Figure 7.

The inhibition of Orai1 channel abolished PL-induced Ca²⁺ entry. A. PL-induced Ca²⁺ entry was completely abolished in the presence of 1 µM Pyr6 (30 min preincubation). PL was added at 20% v/v. Data are means ± s.e.m. of [Ca²⁺]_i traces recorded in different cells. Number of cells: PL alone: 40 cells from 3 experiments; PL + Pyr6 1 µM: 50 cells from 3 experiments. B. Mean ± s.e.m. of the Ca²⁺ response to 20% PL recorded at the peak and at the plateau under the designated treatments. Data are means ± s.e.m. of [Ca²⁺]_i measured by confocal imaging at peak maxima. Number of cells: PL alone: 40 cells from 3 experiments; PL + Pyr6 1 µM: 50 cells from 3 experiments.
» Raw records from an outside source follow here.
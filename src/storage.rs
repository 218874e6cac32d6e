use crate::models::DashboardData;
use std::{env, path::Path, path::PathBuf};
use tokio::fs;
use tracing::{error, info};

pub fn resolve_data_path() -> PathBuf {
    if let Ok(path) = env::var("APP_DATA_PATH") {
        return PathBuf::from(path);
    }

    PathBuf::from("data/dashboard.json")
}

/// Reads the statistics snapshot. A missing or unreadable file leaves the
/// dashboard empty rather than stopping the server.
pub async fn load_data(path: &Path) -> DashboardData {
    match fs::read(path).await {
        Ok(bytes) => match serde_json::from_slice::<DashboardData>(&bytes) {
            Ok(data) => {
                info!(
                    plays = data.plays.len(),
                    servers = data.plays_by_server.len(),
                    locations = data.locations.len(),
                    "loaded dashboard snapshot"
                );
                data
            }
            Err(err) => {
                error!("failed to parse data file {}: {err}", path.display());
                DashboardData::default()
            }
        },
        Err(err) if err.kind() == std::io::ErrorKind::NotFound => {
            info!("no data file at {}, starting empty", path.display());
            DashboardData::default()
        }
        Err(err) => {
            error!("failed to read data file {}: {err}", path.display());
            DashboardData::default()
        }
    }
}

#[cfg(test)]
mod tests {
    use super::*;

    fn temp_path(name: &str) -> PathBuf {
        let mut path = std::env::temp_dir();
        path.push(format!("media_dashboard_{}_{name}.json", std::process::id()));
        path
    }

    #[tokio::test]
    async fn missing_file_loads_empty() {
        let data = load_data(&temp_path("missing")).await;
        assert!(data.plays.is_empty());
        assert!(data.locations.is_empty());
    }

    #[tokio::test]
    async fn malformed_file_loads_empty() {
        let path = temp_path("malformed");
        fs::write(&path, b"{ not json").await.unwrap();
        let data = load_data(&path).await;
        assert!(data.plays.is_empty());
        let _ = fs::remove_file(&path).await;
    }

    #[tokio::test]
    async fn snapshot_loads_all_sections() {
        let path = temp_path("snapshot");
        let body = serde_json::json!({
            "plays": [{ "date": "2024-03-03", "movies": 2 }],
            "plays_by_server": { "den": [{ "date": "2024-03-03", "tv": 1 }] },
            "locations": [{ "ip": "192.0.2.1", "city": "Oslo" }]
        });
        fs::write(&path, serde_json::to_vec(&body).unwrap()).await.unwrap();

        let data = load_data(&path).await;
        assert_eq!(data.plays.len(), 1);
        assert_eq!(data.plays_for(Some("den")).len(), 1);
        assert!(data.plays_for(Some("attic")).is_empty());
        assert_eq!(data.locations[0].city.as_deref(), Some("Oslo"));
        let _ = fs::remove_file(&path).await;
    }
}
Asterisks on bars indicate statistical differences determined by two-way ANOVA with Bonferroni’s correction (p < 0.001). C. Using the Mn²⁺-quenching technique, the resting Ca²⁺ entry in bEND5 cells was evaluated. First, the extracellular medium was replaced with a 0Ca²⁺ solution and then, to cause an immediate decay in Fura-2 fluorescence, 200 µM Mn²⁺ was added. PL 20% treatment allowed an evident decay of fluorescence, while pre-incubating the cells with Pyr6 strongly prevented this decay. CTRL indicates cells incubated in 0Ca²⁺ solution. D. The quenching rate of Fura-2 fluorescence induced by Mn²⁺ addition was calculated as the slope of a linear regression. Different asterisks on bars indicate statistical differences (*** p < 0.001; ** p < 0.005).